You get only the minimal accessories you need: the board, a 5 3/4 x 8 1/4-inch staple-bound manual (it will not lie flat), a driver CD, an I/O shield and a couple of SATA 6Gb/s cables. In truth, I think three cables ought to be standard. In the DIY market, a single optical drive and a system drive are just not enough, especially if that system drive is a small SSD.

Although it doesn't lie flat, the manual is otherwise reasonable. I did not need a magnifying glass to make out the illustrations. The manual offers 10 languages; English, Arabic, French, German, Italian, Japanese, Polish, Portuguese, Russian and Spanish.

The board's layout is fine. Other than one fan header, all pin headers and other connections are near edges, where most cases will have their cable management openings. As is common on mATX boards, a double-slot video card will block the adjacent expansion slot, in this case the first PCIe x1 slot. Unfortunately, it will also partially obstruct the battery, so plan to remove the video card if you replace the CR2032 lithium-coin cell.
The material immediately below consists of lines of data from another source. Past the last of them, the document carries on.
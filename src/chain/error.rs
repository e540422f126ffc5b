//! Chain client error types

use thiserror::Error;

/// Error talking to the chat contract, with classification
#[derive(Debug, Clone, PartialEq, Eq, Error)]
#[error("{kind}: {message}")]
pub struct ChainError {
    pub kind: ChainErrorKind,
    pub message: String,
}

impl ChainError {
    pub fn new(kind: ChainErrorKind, message: impl Into<String>) -> Self {
        Self {
            kind,
            message: message.into(),
        }
    }

    pub fn transport(message: impl Into<String>) -> Self {
        Self::new(ChainErrorKind::Transport, message)
    }

    pub fn contract(message: impl Into<String>) -> Self {
        Self::new(ChainErrorKind::Contract, message)
    }

    pub fn invalid_input(message: impl Into<String>) -> Self {
        Self::new(ChainErrorKind::InvalidInput, message)
    }
}

#[derive(Debug, Clone, Copy, PartialEq, Eq)]
pub enum ChainErrorKind {
    /// RPC endpoint unreachable, timed out, or returned a transport error
    Transport,
    /// Call reverted, or the returned data could not be decoded
    Contract,
    /// Rejected before anything was sent
    InvalidInput,
}

impl std::fmt::Display for ChainErrorKind {
    fn fmt(&self, f: &mut std::fmt::Formatter<'_>) -> std::fmt::Result {
        let name = match self {
            Self::Transport => "transport",
            Self::Contract => "contract",
            Self::InvalidInput => "invalid input",
        };
        f.write_str(name)
    }
}
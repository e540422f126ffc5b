//! HTTP API for the oracle chat relay

mod handlers;
mod types;

pub use handlers::create_router;

use crate::chat::SharedHistory;
use crate::runtime::{ContractConnector, EnvConnector, HistoryStore};
use crate::state_machine::ChatContext;
use std::sync::Arc;

/// Application state shared across handlers
#[derive(Clone)]
pub struct AppState {
    pub connector: Arc<dyn ContractConnector>,
    pub history: Arc<dyn HistoryStore>,
    pub context: ChatContext,
}

impl AppState {
    pub fn new(
        connector: Arc<dyn ContractConnector>,
        history: Arc<dyn HistoryStore>,
        context: ChatContext,
    ) -> Self {
        Self {
            connector,
            history,
            context,
        }
    }

    /// Environment-configured contract with one process-wide history
    pub fn from_env(context: ChatContext) -> Self {
        Self::new(
            Arc::new(EnvConnector),
            Arc::new(SharedHistory::new()),
            context,
        )
    }
}
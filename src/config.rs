//! Environment configuration
//!
//! Chain settings are resolved on every request so a missing variable fails
//! that request rather than process startup. Server settings are read once.

use alloy::primitives::Address;
use alloy::signers::local::PrivateKeySigner;
use alloy::transports::http::reqwest::Url;
use std::time::Duration;
use thiserror::Error;

pub const RPC_URL: &str = "RPC_URL";
pub const PRIVATE_KEY: &str = "PRIVATE_KEY";
pub const CHAT_CONTRACT_ADDRESS: &str = "CHAT_CONTRACT_ADDRESS";

const DEFAULT_PORT: u16 = 3000;
const DEFAULT_POLL_INTERVAL: Duration = Duration::from_millis(2000);

#[derive(Debug, Clone, PartialEq, Eq, Error)]
pub enum ConfigError {
    #[error("Missing {0} in environment")]
    Missing(&'static str),
    #[error("Invalid {var}: {reason}")]
    Invalid { var: &'static str, reason: String },
}

/// Connection settings for the chat contract
#[derive(Debug, Clone)]
pub struct ChainConfig {
    pub rpc_url: Url,
    pub signer: PrivateKeySigner,
    pub contract_address: Address,
}

impl ChainConfig {
    pub fn from_env() -> Result<Self, ConfigError> {
        Self::from_lookup(|var| std::env::var(var).ok())
    }

    /// Resolve settings through `lookup`. Variables are checked in the order
    /// RPC URL, private key, contract address; the first absent one is reported.
    pub fn from_lookup(lookup: impl Fn(&str) -> Option<String>) -> Result<Self, ConfigError> {
        let rpc_url = require(&lookup, RPC_URL)?;
        let private_key = require(&lookup, PRIVATE_KEY)?;
        let contract_address = require(&lookup, CHAT_CONTRACT_ADDRESS)?;

        Ok(Self {
            rpc_url: rpc_url
                .trim()
                .parse::<Url>()
                .map_err(|e| invalid(RPC_URL, e))?,
            signer: private_key
                .trim()
                .parse::<PrivateKeySigner>()
                .map_err(|e| invalid(PRIVATE_KEY, e))?,
            contract_address: contract_address
                .trim()
                .parse::<Address>()
                .map_err(|e| invalid(CHAT_CONTRACT_ADDRESS, e))?,
        })
    }
}

fn require(
    lookup: &impl Fn(&str) -> Option<String>,
    var: &'static str,
) -> Result<String, ConfigError> {
    lookup(var)
        .filter(|value| !value.trim().is_empty())
        .ok_or(ConfigError::Missing(var))
}

fn invalid(var: &'static str, err: impl std::fmt::Display) -> ConfigError {
    ConfigError::Invalid {
        var,
        reason: err.to_string(),
    }
}

/// Process-level settings, read once at startup
#[derive(Debug, Clone, PartialEq, Eq)]
pub struct ServerConfig {
    pub port: u16,
    pub poll_interval: Duration,
    /// `None` polls until a reply arrives
    pub max_polls: Option<u32>,
}

impl Default for ServerConfig {
    fn default() -> Self {
        Self {
            port: DEFAULT_PORT,
            poll_interval: DEFAULT_POLL_INTERVAL,
            max_polls: None,
        }
    }
}

impl ServerConfig {
    pub fn from_env() -> Self {
        Self::from_lookup(|var| std::env::var(var).ok())
    }

    /// Malformed values fall back to the defaults.
    pub fn from_lookup(lookup: impl Fn(&str) -> Option<String>) -> Self {
        let defaults = Self::default();
        Self {
            port: lookup("CHAT_PORT")
                .and_then(|p| p.parse().ok())
                .unwrap_or(defaults.port),
            poll_interval: lookup("CHAT_POLL_INTERVAL_MS")
                .and_then(|ms| ms.parse().ok())
                .map_or(defaults.poll_interval, Duration::from_millis),
            max_polls: lookup("CHAT_MAX_POLLS")
                .and_then(|n| n.parse().ok())
                .filter(|&n: &u32| n > 0),
        }
    }
}
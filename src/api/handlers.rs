//! HTTP request handlers

use super::types::{HistoryEntry, HistoryResponse, StartChatRequest};
use super::AppState;
use crate::chat::{AssistantResponse, ChatError};
use crate::runtime::{relay_message, HistoryStore};
use axum::{
    body::Bytes,
    extract::State,
    http::StatusCode,
    response::{IntoResponse, Response},
    routing::{get, post},
    Json, Router,
};
use tracing::Instrument;

/// Create the API router
pub fn create_router(state: AppState) -> Router {
    Router::new()
        .route("/start-chat", post(start_chat))
        .route("/history", get(get_history))
        .route("/version", get(get_version))
        .with_state(state)
}

// ============================================================
// Chat
// ============================================================

/// Relay one message to the chat contract and wait for the reply.
///
/// Configuration is resolved before the body is looked at, so a missing
/// variable is reported even for an invalid request.
async fn start_chat(
    State(state): State<AppState>,
    body: Bytes,
) -> Result<Json<AssistantResponse>, AppError> {
    let contract = state.connector.connect().map_err(ChatError::from)?;

    let message = serde_json::from_slice::<StartChatRequest>(&body)
        .ok()
        .and_then(StartChatRequest::into_text)
        .ok_or_else(|| AppError::BadRequest("Message is required".to_string()))?;

    let request_id = uuid::Uuid::new_v4();
    let span = tracing::info_span!("start_chat", %request_id);

    let response = relay_message(state.context.clone(), contract, state.history.clone(), message)
        .instrument(span)
        .await?;

    Ok(Json(response))
}

// ============================================================
// History and version
// ============================================================

async fn get_history(State(state): State<AppState>) -> Json<HistoryResponse> {
    let messages = state.history.messages().await;
    Json(HistoryResponse {
        messages: messages.iter().map(HistoryEntry::from).collect(),
    })
}

async fn get_version() -> &'static str {
    concat!("oracle-chat ", env!("CARGO_PKG_VERSION"))
}

// ============================================================
// Error Handling
// ============================================================

/// Errors are returned as plain text; callers get no structured detail.
#[derive(Debug)]
enum AppError {
    BadRequest(String),
    Internal(String),
}

impl From<ChatError> for AppError {
    fn from(err: ChatError) -> Self {
        tracing::error!(error = %err, "Chat request failed");
        match err {
            ChatError::Configuration(config) => AppError::Internal(config.to_string()),
            ChatError::SessionIdNotFound => {
                AppError::Internal(ChatError::SessionIdNotFound.to_string())
            }
            _ => AppError::Internal("An error occurred".to_string()),
        }
    }
}

impl IntoResponse for AppError {
    fn into_response(self) -> Response {
        let (status, message) = match self {
            AppError::BadRequest(msg) => (StatusCode::BAD_REQUEST, msg),
            AppError::Internal(msg) => (StatusCode::INTERNAL_SERVER_ERROR, msg),
        };

        (status, message).into_response()
    }
}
The back edge of a long video card will not obstruct the RAM latches, nor is this card near the SATA ports, so they will also remain unobstructed.  The SATA ports are clustered in the bottom left corner. Those that operate at 6Gb/s are alternated, so any clips will face out. If you use a SATA 3Gb/s port, though, you'll need to remove its cable to get to the clip on a 6GB/s port's cable behind it. Chassis fan headers are of the 3-pin variety, although the CPU fan header is the usual 4-pin PWM.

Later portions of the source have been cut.